** EXTRACTED RECORDS follows **

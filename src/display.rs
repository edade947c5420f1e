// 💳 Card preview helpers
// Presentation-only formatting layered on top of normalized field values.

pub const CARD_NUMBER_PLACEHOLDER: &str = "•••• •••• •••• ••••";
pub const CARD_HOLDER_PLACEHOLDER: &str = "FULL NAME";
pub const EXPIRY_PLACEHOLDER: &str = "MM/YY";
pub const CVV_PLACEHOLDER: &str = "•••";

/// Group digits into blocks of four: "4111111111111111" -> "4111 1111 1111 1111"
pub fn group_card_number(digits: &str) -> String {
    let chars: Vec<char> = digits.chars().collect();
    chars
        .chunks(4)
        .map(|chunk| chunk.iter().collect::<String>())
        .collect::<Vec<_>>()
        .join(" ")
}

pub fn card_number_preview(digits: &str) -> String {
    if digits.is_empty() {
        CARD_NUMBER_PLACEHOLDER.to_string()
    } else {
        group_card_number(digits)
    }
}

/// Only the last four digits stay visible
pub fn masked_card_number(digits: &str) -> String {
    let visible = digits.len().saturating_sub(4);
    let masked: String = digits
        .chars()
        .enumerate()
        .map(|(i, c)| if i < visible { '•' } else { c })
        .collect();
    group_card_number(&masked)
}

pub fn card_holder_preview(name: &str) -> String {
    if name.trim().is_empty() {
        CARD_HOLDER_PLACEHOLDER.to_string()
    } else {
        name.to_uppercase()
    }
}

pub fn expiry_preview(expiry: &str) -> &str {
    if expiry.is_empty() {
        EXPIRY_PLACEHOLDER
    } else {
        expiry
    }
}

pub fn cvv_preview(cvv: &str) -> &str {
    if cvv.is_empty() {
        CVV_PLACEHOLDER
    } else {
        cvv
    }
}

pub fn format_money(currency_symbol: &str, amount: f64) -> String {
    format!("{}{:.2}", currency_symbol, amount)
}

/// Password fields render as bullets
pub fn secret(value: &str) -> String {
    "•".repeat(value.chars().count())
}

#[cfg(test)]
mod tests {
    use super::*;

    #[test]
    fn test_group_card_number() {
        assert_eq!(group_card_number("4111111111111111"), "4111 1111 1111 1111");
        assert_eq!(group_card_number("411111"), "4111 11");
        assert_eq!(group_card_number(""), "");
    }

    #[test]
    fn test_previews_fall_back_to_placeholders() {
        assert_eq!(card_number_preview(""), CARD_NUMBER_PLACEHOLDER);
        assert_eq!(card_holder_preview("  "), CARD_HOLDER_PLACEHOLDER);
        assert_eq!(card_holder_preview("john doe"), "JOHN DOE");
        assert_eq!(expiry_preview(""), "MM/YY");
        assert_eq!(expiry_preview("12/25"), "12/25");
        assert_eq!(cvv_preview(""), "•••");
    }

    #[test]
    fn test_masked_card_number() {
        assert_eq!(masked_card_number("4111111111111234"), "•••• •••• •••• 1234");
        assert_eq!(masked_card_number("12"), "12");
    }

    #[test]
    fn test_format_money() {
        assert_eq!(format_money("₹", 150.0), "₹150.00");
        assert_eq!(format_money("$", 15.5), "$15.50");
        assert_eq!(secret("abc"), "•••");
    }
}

** End of EXTRACTED RECORDS **
** EXTRACTED RECORDS follows **

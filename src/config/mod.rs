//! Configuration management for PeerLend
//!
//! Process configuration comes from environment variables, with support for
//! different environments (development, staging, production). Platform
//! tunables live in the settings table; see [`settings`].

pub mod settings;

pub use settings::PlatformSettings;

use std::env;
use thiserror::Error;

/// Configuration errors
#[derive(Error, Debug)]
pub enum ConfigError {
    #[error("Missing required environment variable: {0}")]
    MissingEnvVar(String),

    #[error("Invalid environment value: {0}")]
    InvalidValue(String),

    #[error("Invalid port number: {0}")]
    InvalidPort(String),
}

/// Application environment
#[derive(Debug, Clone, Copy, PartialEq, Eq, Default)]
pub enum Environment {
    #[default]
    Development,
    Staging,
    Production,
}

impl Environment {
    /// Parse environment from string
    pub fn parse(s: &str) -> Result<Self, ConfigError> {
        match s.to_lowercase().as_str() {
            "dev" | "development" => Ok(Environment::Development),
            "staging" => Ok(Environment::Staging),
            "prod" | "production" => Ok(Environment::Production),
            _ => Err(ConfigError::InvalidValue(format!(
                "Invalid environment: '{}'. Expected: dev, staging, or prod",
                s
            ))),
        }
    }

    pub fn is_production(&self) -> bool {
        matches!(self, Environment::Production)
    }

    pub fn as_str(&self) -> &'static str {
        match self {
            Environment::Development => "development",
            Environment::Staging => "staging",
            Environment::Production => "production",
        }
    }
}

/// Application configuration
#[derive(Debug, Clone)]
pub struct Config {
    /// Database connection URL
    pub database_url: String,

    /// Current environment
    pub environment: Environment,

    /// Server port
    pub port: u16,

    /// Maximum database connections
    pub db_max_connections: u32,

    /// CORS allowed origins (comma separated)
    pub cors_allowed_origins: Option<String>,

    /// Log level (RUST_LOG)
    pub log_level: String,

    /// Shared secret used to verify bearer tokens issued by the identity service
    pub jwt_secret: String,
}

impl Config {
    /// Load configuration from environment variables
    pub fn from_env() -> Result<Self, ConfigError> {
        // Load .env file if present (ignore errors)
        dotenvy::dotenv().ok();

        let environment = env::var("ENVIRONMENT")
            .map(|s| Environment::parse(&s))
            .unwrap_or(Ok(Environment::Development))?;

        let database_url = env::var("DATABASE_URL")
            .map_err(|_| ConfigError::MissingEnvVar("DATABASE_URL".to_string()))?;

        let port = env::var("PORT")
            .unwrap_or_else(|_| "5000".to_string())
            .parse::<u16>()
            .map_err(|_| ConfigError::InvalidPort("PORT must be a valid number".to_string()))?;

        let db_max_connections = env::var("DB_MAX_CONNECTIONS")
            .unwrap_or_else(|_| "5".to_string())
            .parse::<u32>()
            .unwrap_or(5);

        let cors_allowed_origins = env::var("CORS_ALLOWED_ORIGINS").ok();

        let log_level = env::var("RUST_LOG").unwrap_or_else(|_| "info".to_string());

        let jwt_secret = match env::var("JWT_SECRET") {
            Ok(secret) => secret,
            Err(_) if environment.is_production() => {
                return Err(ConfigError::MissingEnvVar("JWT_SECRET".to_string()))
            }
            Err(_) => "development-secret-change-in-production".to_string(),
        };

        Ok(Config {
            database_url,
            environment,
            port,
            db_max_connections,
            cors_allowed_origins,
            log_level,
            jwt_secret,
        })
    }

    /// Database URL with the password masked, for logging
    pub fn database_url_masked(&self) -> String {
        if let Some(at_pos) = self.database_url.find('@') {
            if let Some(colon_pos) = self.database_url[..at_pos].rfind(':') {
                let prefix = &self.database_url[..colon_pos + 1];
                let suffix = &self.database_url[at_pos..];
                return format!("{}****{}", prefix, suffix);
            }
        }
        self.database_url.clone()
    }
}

** End of EXTRACTED RECORDS **
** EXTRACTED RECORDS follows **

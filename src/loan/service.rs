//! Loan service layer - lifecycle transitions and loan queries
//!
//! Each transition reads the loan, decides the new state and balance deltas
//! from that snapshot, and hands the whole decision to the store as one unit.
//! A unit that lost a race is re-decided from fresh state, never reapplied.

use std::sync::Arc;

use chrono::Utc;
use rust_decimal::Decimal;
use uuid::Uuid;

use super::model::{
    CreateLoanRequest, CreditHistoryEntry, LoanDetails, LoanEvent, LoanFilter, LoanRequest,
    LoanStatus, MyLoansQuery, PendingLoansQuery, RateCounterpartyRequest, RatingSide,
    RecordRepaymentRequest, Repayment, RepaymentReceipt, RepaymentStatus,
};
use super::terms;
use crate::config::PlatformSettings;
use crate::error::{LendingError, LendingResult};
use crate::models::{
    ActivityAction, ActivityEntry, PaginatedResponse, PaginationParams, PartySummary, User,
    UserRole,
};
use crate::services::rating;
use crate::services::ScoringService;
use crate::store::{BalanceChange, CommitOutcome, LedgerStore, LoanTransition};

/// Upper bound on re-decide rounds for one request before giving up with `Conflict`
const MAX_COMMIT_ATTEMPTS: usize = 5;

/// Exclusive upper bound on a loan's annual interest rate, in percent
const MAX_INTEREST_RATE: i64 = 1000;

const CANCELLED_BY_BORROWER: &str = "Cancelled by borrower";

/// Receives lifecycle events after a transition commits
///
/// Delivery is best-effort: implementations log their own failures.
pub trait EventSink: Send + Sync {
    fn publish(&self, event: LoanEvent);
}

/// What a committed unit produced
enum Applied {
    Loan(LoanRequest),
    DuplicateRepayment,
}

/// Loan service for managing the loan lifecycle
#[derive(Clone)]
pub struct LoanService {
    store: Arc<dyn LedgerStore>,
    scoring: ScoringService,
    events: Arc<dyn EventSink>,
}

** End of EXTRACTED RECORDS **

§ **REQUIRED WORK**
Provide the count of lines above that contain "bound", without any other words.

§ **EXERCISE RESPONSE**
2